Sebagian masyarakat pun menilai bahwasanya lebih baik tambang dikelola ormas ketimbang negara. Masyarakat kelompok ini telah apatis menghadapi kehidupan yang semakin sempit dengan beragam kebijakan negara, yang tak bijak.

Ormas yang menerima: Nahdhatul Ulama (NU), Mathla’ul Anwar, Nahdlatul Wathan (NW). Sedangkan ormas yang menolak: Perhimpunan Mahasiswa Katolik Republik Indonesia (PMKRI), Huria Kristen Batak Protestan (HKBP), Konferensi Waligereja Indonesia (KWI), Persekutuan Gereja-Gereja di Indonesia (PGI). Muhammadiyah masih bimbang, terpecah suara pada internal mereka, antara yang menimbang untuk menerima dan tetap bersikeras menolak.

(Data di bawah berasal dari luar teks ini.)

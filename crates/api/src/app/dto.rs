use chrono::{DateTime, Utc};
use serde::{Deserialize, Serialize};

use pricewatch_core::{ProductId, UserId};
use pricewatch_monitor::PriceObservation;

// -------------------------
// Request DTOs
// -------------------------

#[derive(Debug, Default, Deserialize)]
pub struct HistoryQuery {
    pub days: Option<u32>,
}

impl HistoryQuery {
    pub fn days(&self) -> u32 {
        self.days.unwrap_or(30)
    }
}

#[derive(Debug, Default, Deserialize)]
pub struct ChangesQuery {
    pub hours: Option<u32>,
}

impl ChangesQuery {
    pub fn hours(&self) -> u32 {
        self.hours.unwrap_or(24)
    }
}

#[derive(Debug, Deserialize)]
pub struct TestEmailRequest {
    pub email: String,
    pub subject: Option<String>,
    pub message: Option<String>,
}

#[derive(Debug, Deserialize)]
#[serde(rename_all = "camelCase")]
pub struct WelcomeRequest {
    pub email: String,
    pub user_name: Option<String>,
}

impl WelcomeRequest {
    pub fn user_name(&self) -> &str {
        self.user_name
            .as_deref()
            .filter(|name| !name.trim().is_empty())
            .unwrap_or("New User")
    }
}

// -------------------------
// Response DTOs
// -------------------------

#[derive(Debug, Serialize)]
#[serde(rename_all = "camelCase")]
pub struct CheckProductResponse {
    pub product_id: ProductId,
    pub observation: PriceObservation,
    pub events_published: usize,
}

#[derive(Debug, Serialize)]
#[serde(rename_all = "camelCase")]
pub struct ChangesResponse {
    pub hours: u32,
    pub product_ids: Vec<ProductId>,
}

#[derive(Debug, Serialize)]
#[serde(rename_all = "camelCase")]
pub struct NotificationStats {
    pub user_id: UserId,
    pub notifications_last_hour: u32,
    pub limit_per_hour: u32,
    pub timestamp: DateTime<Utc>,
}

#[derive(Debug, Serialize)]
pub struct MessageResponse {
    pub message: String,
}
//! Monitoring Orchestrator: periodic, bounded-concurrency price checks that
//! record observations and publish change events.

pub mod error;
pub mod orchestrator;
pub mod registry;
pub mod scheduler;
pub mod store;

pub use error::{RegistryError, StoreError};
pub use orchestrator::{MonitorOrchestrator, PriceSource, TickPhase, TickReport};
pub use registry::{InMemoryProductRegistry, MonitoredProduct, ProductRegistry, ProductStatus};
pub use scheduler::{MonitorScheduler, ScheduleConfig};
pub use store::{InMemoryObservationStore, NewObservation, ObservationStore, PriceObservation};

Beberapa lembaga dan para pakar pun tidak menyetujuinya, dengan berbagai alasan, di antaranya: obral konsesi berpeluang menjinakkan ormas, sebab akan terjadi politik balas budi. Di samping itu kegagalan pengelolaan dapat menimbulkan konflik horizontal antara ormas dengan masyarakat. Bahkan bisa jadi mengakibatkan kerusakan lingkungan sebagaimana yang kerap terjadi pada praktik penambangan.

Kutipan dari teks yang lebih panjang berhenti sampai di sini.